## EXTRACTED RECORDS
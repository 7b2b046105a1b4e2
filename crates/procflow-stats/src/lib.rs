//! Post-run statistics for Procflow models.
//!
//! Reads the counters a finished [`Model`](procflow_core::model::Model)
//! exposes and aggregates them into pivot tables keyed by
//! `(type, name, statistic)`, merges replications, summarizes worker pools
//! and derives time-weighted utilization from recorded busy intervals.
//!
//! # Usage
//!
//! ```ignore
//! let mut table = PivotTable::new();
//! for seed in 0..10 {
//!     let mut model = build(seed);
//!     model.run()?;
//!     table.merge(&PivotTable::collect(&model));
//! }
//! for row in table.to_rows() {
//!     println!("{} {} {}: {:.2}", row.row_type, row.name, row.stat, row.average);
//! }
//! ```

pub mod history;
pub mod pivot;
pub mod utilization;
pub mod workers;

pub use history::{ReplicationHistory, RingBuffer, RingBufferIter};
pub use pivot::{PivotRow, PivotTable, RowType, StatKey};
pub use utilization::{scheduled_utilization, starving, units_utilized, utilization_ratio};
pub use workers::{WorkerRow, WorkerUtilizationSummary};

## AIM OF THE TASK
Determine how many lines in the entries hold the string "PivotTable". Write only the number.

## RESPONSE TO THE EXERCISE
3